Well, I’m bringing this ‘classic’ ‘music video’ back to the spotlight now that I have a new site.
“Nervous Guy” is an old song of mine which is based on a time in my life just after college when I spent a lot of time by myself in a cemetery almost every day.
I wasn’t so much depressed as feeling disconnected from the suburban life I was living with my new boring job in an office park. I lived next to the huge, beautiful Hillside Cemetery in Roslyn, PA and would just walk around it lost in thought. I had few friends at the time and had become obsessed with ideas of alien spiritual communication and other weird things no one I knew really wanted to talk about. I had really taken residence in a world deep within my own head, and would walk through the rolling hills lost in limbo between my childhood and adult life, wondering what might become of someone like me in this world.
One day in the cemetery I noticed a little note written by a child and I read it. The words were “Happy birthday Pop-pop I hope you are having a nice time in heaven like mom said cause you are the best pop-pop that I ever had.” This moved me very much and I wrote it down. A few years later I wrote “Nervous Guy” about the experience. At that time I was a little bit interested in the idea that my life was really gender-irrelevant and that with my weird low voice I could essentially make an autobiographical song in which I was a guy. I think that the song has always had a certain popularity because it makes the most of its single chord with its jaunty rhythm and it describes a very clear scenario.

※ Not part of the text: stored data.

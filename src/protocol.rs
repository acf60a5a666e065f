//! Protocol variants understood by race-timing receivers.
//!
//! Two layouts are supported:
//!
//! | Variant                         | Bits/byte | Toggles/bit | Gap | Bytes | Slots |
//! |---------------------------------|-----------|-------------|-----|-------|-------|
//! | [`Ilap`](ProtocolVariant::Ilap) (standard)        | 10 | 11 | 1 | 6 | 720 |
//! | [`Arcitimer`](ProtocolVariant::Arcitimer) (alternate) |  8 |  4 | 0 | 9 | 288 |
//!
//! The variant is persisted as a single selector byte: `0` for I-Lap,
//! `1` for aRCiTimer.

use core::fmt;

use crate::consts::{
    ARCITIMER_BITS_PER_BYTE, ARCITIMER_BUFFER_LEN, ARCITIMER_DATA_LENGTH, ARCITIMER_GAP_TOGGLES,
    ARCITIMER_TOGGLES_PER_BIT, ILAP_BITS_PER_BYTE, ILAP_BUFFER_LEN, ILAP_DATA_LENGTH,
    ILAP_GAP_TOGGLES, ILAP_TOGGLES_PER_BIT,
};
use crate::error::ConfigError;

/// Frame and timing layout of a transponder broadcast.
#[derive(Debug, Clone, Copy, PartialEq, Eq, Default)]
#[cfg_attr(feature = "defmt", derive(defmt::Format))]
pub enum ProtocolVariant {
    /// Standard I-Lap layout: start bit, 8 data bits and stop bit per byte,
    /// 6 identifier bytes.
    #[default]
    Ilap,
    /// Alternate aRCiTimer layout: 8 unframed bits per byte, 9 identifier bytes.
    Arcitimer,
}

impl ProtocolVariant {
    /// Logical bits emitted for every identifier byte.
    pub const fn bits_per_byte(self) -> usize {
        match self {
            ProtocolVariant::Ilap => ILAP_BITS_PER_BYTE,
            ProtocolVariant::Arcitimer => ARCITIMER_BITS_PER_BYTE,
        }
    }

    /// Toggle slots carrying the level of a single bit.
    pub const fn toggles_per_bit(self) -> usize {
        match self {
            ProtocolVariant::Ilap => ILAP_TOGGLES_PER_BIT,
            ProtocolVariant::Arcitimer => ARCITIMER_TOGGLES_PER_BIT,
        }
    }

    /// Rest slots trailing every bit.
    pub const fn gap_toggles(self) -> usize {
        match self {
            ProtocolVariant::Ilap => ILAP_GAP_TOGGLES,
            ProtocolVariant::Arcitimer => ARCITIMER_GAP_TOGGLES,
        }
    }

    /// Total slots occupied by one bit.
    pub const fn slots_per_bit(self) -> usize {
        self.toggles_per_bit() + self.gap_toggles()
    }

    /// Identifier length in bytes.
    pub const fn data_length(self) -> usize {
        match self {
            ProtocolVariant::Ilap => ILAP_DATA_LENGTH,
            ProtocolVariant::Arcitimer => ARCITIMER_DATA_LENGTH,
        }
    }

    /// Exact pulse buffer length for this variant.
    pub const fn buffer_len(self) -> usize {
        match self {
            ProtocolVariant::Ilap => ILAP_BUFFER_LEN,
            ProtocolVariant::Arcitimer => ARCITIMER_BUFFER_LEN,
        }
    }

    /// Whether each byte is wrapped in start and stop bits.
    pub const fn is_framed(self) -> bool {
        matches!(self, ProtocolVariant::Ilap)
    }
}

impl TryFrom<u8> for ProtocolVariant {
    type Error = ConfigError;

    fn try_from(selector: u8) -> Result<Self, Self::Error> {
        match selector {
            0 => Ok(ProtocolVariant::Ilap),
            1 => Ok(ProtocolVariant::Arcitimer),
            other => Err(ConfigError::UnknownVariant(other)),
        }
    }
}

impl From<ProtocolVariant> for u8 {
    fn from(variant: ProtocolVariant) -> Self {
        match variant {
            ProtocolVariant::Ilap => 0,
            ProtocolVariant::Arcitimer => 1,
        }
    }
}

impl fmt::Display for ProtocolVariant {
    fn fmt(&self, f: &mut fmt::Formatter<'_>) -> fmt::Result {
        match self {
            ProtocolVariant::Ilap => f.write_str("I-Lap"),
            ProtocolVariant::Arcitimer => f.write_str("aRCiTimer"),
        }
    }
}

/// Order in which the 8 data bits of a byte are emitted.
///
/// Framing bits are unaffected: the start bit always leads and the stop bit
/// always trails.
#[derive(Debug, Clone, Copy, PartialEq, Eq, Default)]
#[cfg_attr(feature = "defmt", derive(defmt::Format))]
pub enum BitOrder {
    /// Bit 7 first.
    #[default]
    MsbFirst,
    /// Bit 0 first.
    LsbFirst,
}

impl BitOrder {
    /// Mask selecting the data bit emitted at position `index` (0..8).
    pub const fn mask(self, index: usize) -> u8 {
        match self {
            BitOrder::MsbFirst => 0x80 >> index,
            BitOrder::LsbFirst => 0x01 << index,
        }
    }
}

Fast-forward another few years and this song was re-recorded with Rifle Nice. This time Alicia sang the part of the little girl’s card. At some point after that I drew up this ‘comic’ version of the song’s story and synched it to the recording. So I’ve actually spent 8 years with this song so far. Although I clearly can’t draw and it would appear that I held the mouse with my feet while I computer-drew it, I find the childish quirkiness of the video to go with the song. My favorite part is when I daydream that zombies come and play a trumpet / clarinet duet. I feel that the song’s play between the silliness of the music and the sadness of the story was at the heart of all the best Rifle Nice songs, which I hoped would reveal their tragicomic nature only to those who looked deeply into them. I think that life is really like that: things can be so deeply sad yet even deeper than that is a sense of absolute humor and lightness, so that the two can coexist beautifully.